After two seasons in the Angels' farm system, Maldonado was released. That setback didn't dampen his competitive spirit, however, and he found a new opportunity with the Milwaukee Brewers. After standing out for his defense in the Minors with the Brewers, he was overjoyed to finally be called up to the big leagues in 2011.
Maldonado went on to serve as a reserve catcher with Milwaukee for six years. His career took a drastic turn when he was sent to the Angels last offseason to serve as the starting backstop for the very team that had given him his first professional contract.
"It never crossed my mind. I thought that chapter in my life was over, but I'm grateful that they gave me the chance to play professional baseball and now to play every day," said Maldonado of the Angels. "I'm really happy for the opportunity I was given in Milwaukee. I felt I could be a starter on any other team, but I was a reserve behind one of the best catchers in the big leagues [Jonathan Lucroy], which helped me improve."

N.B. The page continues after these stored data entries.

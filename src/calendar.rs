use chrono::{
    DateTime, Datelike, Days, Duration, FixedOffset, Months, NaiveDate, NaiveTime, Offset, TimeZone,
};
use serde::Serialize;

#[derive(Debug, Clone, Copy, PartialEq, Eq, Serialize)]
#[serde(rename_all = "lowercase")]
pub enum Period {
    Week,
    Month,
    Year,
}

impl Period {
    pub const ALL: [Period; 3] = [Period::Week, Period::Month, Period::Year];

    pub fn as_str(self) -> &'static str {
        match self {
            Period::Week => "week",
            Period::Month => "month",
            Period::Year => "year",
        }
    }
}

/// Inclusive `[start, end]` span, both ends expressed in the same offset.
#[derive(Debug, Clone, Copy, PartialEq, Eq)]
pub struct Window {
    pub start: DateTime<FixedOffset>,
    pub end: DateTime<FixedOffset>,
}

impl Window {
    pub fn offset(&self) -> FixedOffset {
        self.start.offset().fix()
    }

    pub fn contains<Tz: chrono::TimeZone>(&self, instant: &DateTime<Tz>) -> bool {
        let instant = instant.with_timezone(&self.offset());
        instant >= self.start && instant <= self.end
    }

    pub fn start_date(&self) -> NaiveDate {
        self.start.date_naive()
    }

    pub fn end_date(&self) -> NaiveDate {
        self.end.date_naive()
    }
}

/// Calendar span of `period` containing `now`, in `now`'s offset.
///
/// `None` only when the span runs past the dates chrono can represent.
pub fn window_for(period: Period, now: DateTime<FixedOffset>) -> Option<Window> {
    let offset = now.offset().fix();
    let today = now.date_naive();

    let first = match period {
        Period::Week => week_start(today),
        Period::Month => month_start(today),
        Period::Year => NaiveDate::from_yo_opt(today.year(), 1)?,
    };
    let after_last = match period {
        Period::Week => first.checked_add_days(Days::new(7))?,
        Period::Month => first.checked_add_months(Months::new(1))?,
        Period::Year => first.checked_add_months(Months::new(12))?,
    };

    let start = offset.from_local_datetime(&first.and_time(NaiveTime::MIN)).single()?;
    let end = offset
        .from_local_datetime(&after_last.and_time(NaiveTime::MIN))
        .single()?
        - Duration::seconds(1);
    Some(Window { start, end })
}

pub fn week_start(date: NaiveDate) -> NaiveDate {
    date - Duration::days(i64::from(date.weekday().num_days_from_monday()))
}

pub fn month_start(date: NaiveDate) -> NaiveDate {
    date - Duration::days(i64::from(date.day0()))
}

To date, Maldonado's first season as a Major League starting catcher has been a success. In his first 76 games this year, he's tallied 10 doubles, nine home runs and 26 RBIs to go along with a .251 batting average. He's done all of that as part of a lineup that includes the big bats of Mike Trout and Albert Pujols.
"I've always aspired to keep working and get better," said Maldonado. "I worked hard during the offseason to be successful in 2017."
Those offensive numbers represent a major improvement in his hitting, something Maldonado had yet to experience.
"I learned to separate the game, and I have teammates like Trout and Pujols who have pushed me to keep working hard on my hitting," he said.
Maldonado's defense has also been strong; he's committed only one error this season and has caught 41 percent of would-be basestealers with his powerful "Machete."
How did Maldonado get that nickname back in Puerto Rico?
"My agent, Francis Marquez, started calling me that during a game in Fajardo," said Maldonado.
Maldonado is not the only Naguabo native in the big leagues. Also hailing from that town is Seattle Mariners closer Edwin Diaz, for whom Maldonado has much respect.
"Whenever you see someone from your town having success, it's a success for the town. It makes me really proud. We comes from similar backgrounds. We're both from families that had very few resources," said Maldonado.
Despite his accomplishments in the Majors, "Machete" has never stopped playing winter ball in Puerto Rico with the Indios de Mayaguez, for who he has played a key role in playoff games.
"It's helped me a lot," said Maldonado of playing in Puerto Rico in the offseason. "[It's given me] many experiences and a style of play that's different. We play to win and we play with a lot of passion.
"When you get to the big leagues, you already have that desire to win, thanks to winter ball. Many players there contributed to helping me become who I am today."
Winters aren't easy. Maldonado has to travel to western Puerto Rico most of the time to play with Mayaguez, something he does gladly.
"I love playing for Mayaguez; it's my second home and playing for the team with the most titles in Puerto Rico gives me a lot of pride," said Maldonado.
Now, Maldonado and his wife are expecting their first daughter, a new blessing in the midst of his breakout season.
"God's timing is perfect," said Maldonado. "I'm really happy and full of joy. It's the biggest blessing I could receive during my career."